Recent reports are published annually by The Block analyzing in detail the competitive models of Phase 1 and Phase 2 and detailing the technological processes and development of 10 main layers.
1. 2021 competition process
One of the key models for 2021 will be the development of Phase 1 (L1) blockchains and their ecosystems, especially with regard to the development of Ethereum, now the leader of the contract platform. As mentioned in the Industry Status section, the Phase 1 protocol is one of the cryptocurrency market wins in 2021.
The amplification of the recovery rate of class 1 platform cryptocurrencies against ETH surpasses the recovery rates of ETHs such as Fantom (FTM), Solana (SOL) and Terra (LUNA).
Price and performance side by side, the consumer value of L1 will increase further, mainly due to the emergence of the DeFi ecosystem on multiple L1 platforms. With a growing selection of DeFi protocols, users are increasingly able to deposit large amounts of financial data into business applications such as digital exchange (DEX), loan processes, mutual benefits, aggregation and exchange.
At Ethereum alone, the total cost (TVL) of the DeFi protocol rose from around $ 16.1 billion at the start of 2021 to $ 101.4 billion on November 30, an increase of 530% from a year over year. TVL's DeFi operations, the L1 ecosystem, have grown exponentially, adding more than $ 166 billion, an increase of 974% since the start of the year.
Ethereum has always pegged almost all of its capital to DeFi as early as 2021, but DeFi TVL shares have fallen to 63% as of November 30.
The emergence of the alternative L1 ecosystem occurs at a time of steady growth in the cryptocurrency industry, including Ethereum. Users of larger contracts began to experience network communication issues in early 2021, as there was an increase in the broader crypto industry as the Ethereum packaging industry continued to access. to data.
Ethereum exchange rate prices hit all-time highs in the first half of 2021, with users crippled during high demand due to high fuel prices and the long warranty period.
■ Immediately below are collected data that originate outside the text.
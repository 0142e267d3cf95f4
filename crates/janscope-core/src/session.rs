//! View state for one interactive search session.
//!
//! The session owns the current keyword, the result set, and the loading
//! flag. A completed search replaces the result set wholesale; a failed one
//! leaves it untouched. When several searches overlap, only the most
//! recently issued one may apply its outcome.

use std::fmt::Display;
use std::future::Future;

use crate::comparison::{assemble_rows, ComparisonRow};
use crate::products::ProductRecord;

/// The remote product-search collaborator.
pub trait ProductSearch {
    type Error: Display;

    /// Runs one search for `keyword`, returning the complete result set.
    fn search(
        &self,
        keyword: &str,
    ) -> impl Future<Output = Result<Vec<ProductRecord>, Self::Error>> + Send;
}

/// Handle for an issued search; pass it back to [`SearchSession::complete`].
#[derive(Debug, Clone, PartialEq, Eq)]
pub struct SearchTicket {
    id: u64,
    keyword: String,
}

impl SearchTicket {
    #[must_use]
    pub fn keyword(&self) -> &str {
        &self.keyword
    }
}

/// What [`SearchSession::complete`] did with an outcome.
#[derive(Debug, Clone, Copy, PartialEq, Eq)]
pub enum CompletionOutcome {
    /// The result set was replaced.
    Applied,
    /// The search failed; prior results were kept.
    Failed,
    /// A newer search was issued since this one; the outcome was dropped.
    Stale,
}

#[derive(Debug, Default)]
pub struct SearchSession {
    keyword: String,
    records: Vec<ProductRecord>,
    rows: Vec<ComparisonRow>,
    loading: bool,
    last_error: Option<String>,
    issued: u64,
}

impl SearchSession {
    #[must_use]
    pub fn new() -> Self {
        Self::default()
    }

    /// Marks a search as in flight and returns its ticket.
    ///
    /// A blank keyword issues nothing and leaves the session unchanged.
    pub fn begin(&mut self, keyword: &str) -> Option<SearchTicket> {
        let keyword = keyword.trim();
        if keyword.is_empty() {
            tracing::debug!("blank keyword; search not issued");
            return None;
        }

        self.issued += 1;
        keyword.clone_into(&mut self.keyword);
        self.loading = true;
        tracing::debug!(ticket = self.issued, keyword, "search issued");

        Some(SearchTicket {
            id: self.issued,
            keyword: self.keyword.clone(),
        })
    }

    /// Applies the outcome of the search identified by `ticket`.
    pub fn complete<E: Display>(
        &mut self,
        ticket: &SearchTicket,
        outcome: Result<Vec<ProductRecord>, E>,
    ) -> CompletionOutcome {
        if ticket.id != self.issued {
            tracing::debug!(
                ticket = ticket.id,
                latest = self.issued,
                keyword = %ticket.keyword,
                "dropping outcome of superseded search"
            );
            return CompletionOutcome::Stale;
        }

        self.loading = false;
        match outcome {
            Ok(records) => {
                tracing::info!(keyword = %ticket.keyword, hits = records.len(), "search completed");
                self.rows = assemble_rows(&records);
                self.records = records;
                self.last_error = None;
                CompletionOutcome::Applied
            }
            Err(e) => {
                tracing::warn!(
                    keyword = %ticket.keyword,
                    error = %e,
                    "search failed; keeping previous results"
                );
                self.last_error = Some(e.to_string());
                CompletionOutcome::Failed
            }
        }
    }

    /// Issues a search through `searcher` and applies its outcome.
    ///
    /// Returns `None` when the keyword is blank and nothing was sent.
    pub async fn run<S: ProductSearch>(
        &mut self,
        searcher: &S,
        keyword: &str,
    ) -> Option<CompletionOutcome> {
        let ticket = self.begin(keyword)?;
        let outcome = searcher.search(ticket.keyword()).await;
        Some(self.complete(&ticket, outcome))
    }

    #[must_use]
    pub fn keyword(&self) -> &str {
        &self.keyword
    }

    #[must_use]
    pub fn records(&self) -> &[ProductRecord] {
        &self.records
    }

    #[must_use]
    pub fn rows(&self) -> &[ComparisonRow] {
        &self.rows
    }

    #[must_use]
    pub fn hit_count(&self) -> usize {
        self.records.len()
    }

    #[must_use]
    pub fn is_loading(&self) -> bool {
        self.loading
    }

    /// Message from the most recent failed search, cleared on success.
    #[must_use]
    pub fn last_error(&self) -> Option<&str> {
        self.last_error.as_deref()
    }
}
//! Currency formatting for marketplace prices.
//!
//! Grouping follows the marketplace's locale profile, never the locale of
//! the machine running the front end.

use std::fmt;

use rust_decimal::{Decimal, RoundingStrategy};

use crate::marketplace::{Marketplace, NumberLocale};
use crate::products::PriceInfo;

/// Shown in place of a price range when either bound is missing.
pub const NO_DATA: &str = "No Data.";

/// Rendered price range for one marketplace slot.
#[derive(Debug, Clone, PartialEq, Eq)]
pub enum PriceRangeDisplay {
    /// At least one bound was absent. Distinct from a zero price.
    NoData,
    /// `¥100` for a single price or `¥100 ～ ¥120` for a spread.
    Range(String),
}

impl PriceRangeDisplay {
    #[must_use]
    pub fn as_str(&self) -> &str {
        match self {
            PriceRangeDisplay::NoData => NO_DATA,
            PriceRangeDisplay::Range(s) => s,
        }
    }

    #[must_use]
    pub fn is_no_data(&self) -> bool {
        matches!(self, PriceRangeDisplay::NoData)
    }
}

impl fmt::Display for PriceRangeDisplay {
    fn fmt(&self, f: &mut fmt::Formatter<'_>) -> fmt::Result {
        f.write_str(self.as_str())
    }
}

/// Formats a price range with the marketplace's currency symbol.
///
/// Bounds are shown as given, so an inverted range (`min > max`) renders
/// in the order the service sent it.
#[must_use]
pub fn format_price_range(price: Option<&PriceInfo>, marketplace: Marketplace) -> PriceRangeDisplay {
    let Some((min, max)) = price.and_then(PriceInfo::range) else {
        return PriceRangeDisplay::NoData;
    };

    if min == max {
        PriceRangeDisplay::Range(format_amount(min, marketplace))
    } else {
        PriceRangeDisplay::Range(format!(
            "{} ～ {}",
            format_amount(min, marketplace),
            format_amount(max, marketplace)
        ))
    }
}

/// Formats a single amount as `SYMBOL` followed by the locale-grouped number,
/// e.g. `¥29,800` or `$1,234.5`.
#[must_use]
pub fn format_amount(amount: Decimal, marketplace: Marketplace) -> String {
    let profile = marketplace.profile();
    format!(
        "{}{}",
        profile.currency_symbol,
        group_number(amount, &profile.locale)
    )
}

fn group_number(amount: Decimal, locale: &NumberLocale) -> String {
    let rounded = amount
        .round_dp_with_strategy(
            locale.max_fraction_digits,
            RoundingStrategy::MidpointAwayFromZero,
        )
        .normalize();
    let negative = rounded.is_sign_negative() && !rounded.is_zero();
    let digits = rounded.abs().to_string();
    let (int_part, frac_part) = match digits.split_once('.') {
        Some((i, f)) => (i, Some(f)),
        None => (digits.as_str(), None),
    };

    let mut out = String::with_capacity(digits.len() + int_part.len() / 3 + 1);
    if negative {
        out.push('-');
    }
    for (idx, ch) in int_part.chars().enumerate() {
        if idx > 0 && (int_part.len() - idx) % 3 == 0 {
            out.push(locale.group_separator);
        }
        out.push(ch);
    }
    if let Some(frac) = frac_part {
        out.push(locale.decimal_separator);
        out.push_str(frac);
    }
    out
}

#[cfg(test)]
#[path = "format_test.rs"]
mod tests;
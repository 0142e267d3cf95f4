use crate::app_config::{AppConfig, Environment};
use crate::ConfigError;

/// Load application configuration from environment variables.
///
/// Calls `dotenvy::dotenv().ok()` to load `.env` files before reading env vars.
///
/// # Errors
///
/// Returns `ConfigError` if required env vars are missing or values are invalid.
pub fn load_app_config() -> Result<AppConfig, ConfigError> {
    dotenvy::dotenv().ok();
    load_app_config_from_env()
}

/// Load application configuration from environment variables already in the process.
///
/// Unlike [`load_app_config`], this does NOT load `.env` files.
///
/// # Errors
///
/// Returns `ConfigError` if required env vars are missing or values are invalid.
pub fn load_app_config_from_env() -> Result<AppConfig, ConfigError> {
    build_app_config(|key| std::env::var(key))
}

/// Build application configuration using the provided env-var lookup function.
///
/// Decoupled from the real environment so it can be tested with a `HashMap`.
fn build_app_config<F>(lookup: F) -> Result<AppConfig, ConfigError>
where
    F: Fn(&str) -> Result<String, std::env::VarError>,
{
    let require = |var: &str| -> Result<String, ConfigError> {
        lookup(var).map_err(|_| ConfigError::MissingEnvVar(var.to_string()))
    };

    let or_default = |var: &str, default: &str| -> String {
        lookup(var).unwrap_or_else(|_| default.to_string())
    };

    let parse_u32 = |var: &str, default: &str| -> Result<u32, ConfigError> {
        let raw = or_default(var, default);
        raw.parse::<u32>().map_err(|e| ConfigError::InvalidEnvVar {
            var: var.to_string(),
            reason: e.to_string(),
        })
    };

    let parse_u64 = |var: &str, default: &str| -> Result<u64, ConfigError> {
        let raw = or_default(var, default);
        raw.parse::<u64>().map_err(|e| ConfigError::InvalidEnvVar {
            var: var.to_string(),
            reason: e.to_string(),
        })
    };

    let api_url = parse_api_url(&require("JANSCOPE_API_URL")?)?;
    let env = parse_environment(&or_default("JANSCOPE_ENV", "development"))?;
    let log_level = or_default("JANSCOPE_LOG_LEVEL", "info");

    let request_timeout_secs = parse_u64("JANSCOPE_REQUEST_TIMEOUT_SECS", "60")?;
    if request_timeout_secs == 0 {
        return Err(ConfigError::InvalidEnvVar {
            var: "JANSCOPE_REQUEST_TIMEOUT_SECS".to_string(),
            reason: "must be greater than zero".to_string(),
        });
    }
    let user_agent = or_default("JANSCOPE_USER_AGENT", "janscope/0.1 (price-comparison)");
    let max_retries = parse_u32("JANSCOPE_MAX_RETRIES", "1")?;
    let retry_backoff_base_secs = parse_u64("JANSCOPE_RETRY_BACKOFF_BASE_SECS", "1")?;

    Ok(AppConfig {
        api_url,
        env,
        log_level,
        request_timeout_secs,
        user_agent,
        max_retries,
        retry_backoff_base_secs,
    })
}

/// Trim the configured endpoint and reject anything that is not http(s).
fn parse_api_url(raw: &str) -> Result<String, ConfigError> {
    let trimmed = raw.trim().trim_end_matches('/');
    let has_host = trimmed
        .strip_prefix("https://")
        .or_else(|| trimmed.strip_prefix("http://"))
        .is_some_and(|rest| !rest.is_empty());
    if !has_host {
        return Err(ConfigError::InvalidEnvVar {
            var: "JANSCOPE_API_URL".to_string(),
            reason: format!("expected an http(s) URL, got '{raw}'"),
        });
    }
    Ok(trimmed.to_string())
}

/// Parse a string into an `Environment` variant.
///
/// # Errors
///
/// Returns `ConfigError::InvalidEnvVar` for unrecognized values.
fn parse_environment(s: &str) -> Result<Environment, ConfigError> {
    match s {
        "development" => Ok(Environment::Development),
        "test" => Ok(Environment::Test),
        "production" => Ok(Environment::Production),
        other => Err(ConfigError::InvalidEnvVar {
            var: "JANSCOPE_ENV".to_string(),
            reason: format!("expected development, test, or production; got '{other}'"),
        }),
    }
}

#[cfg(test)]
#[path = "config_test.rs"]
mod tests;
The increase in priority gas auction bots (PGAs) and SRM activity since January also led to an extension of the rise in oil prices at the start of the year.
In an environment where network demand is high and prices are rising rapidly, low-cost non-Ethereum L1 is starting to become the middle ground as users seek alternatives to their traditional way of doing Ethereum. . EVM-enabled chains such as the Binance Smart Chain (BSC) are particularly effective at absorbing new and existing customers, providing opportunities for experimentation in new ecosystems and recognizing the financial viability of the industry.
Since February, the BSC ecosystem has grown significantly, accounting for around 26% of DeFi TVL after a $ 34.8 billion increase in TVL on May 9. In addition to TVL, the number of modern BSC users has also increased, and the average daily market volume in May reached a maximum of 8 million.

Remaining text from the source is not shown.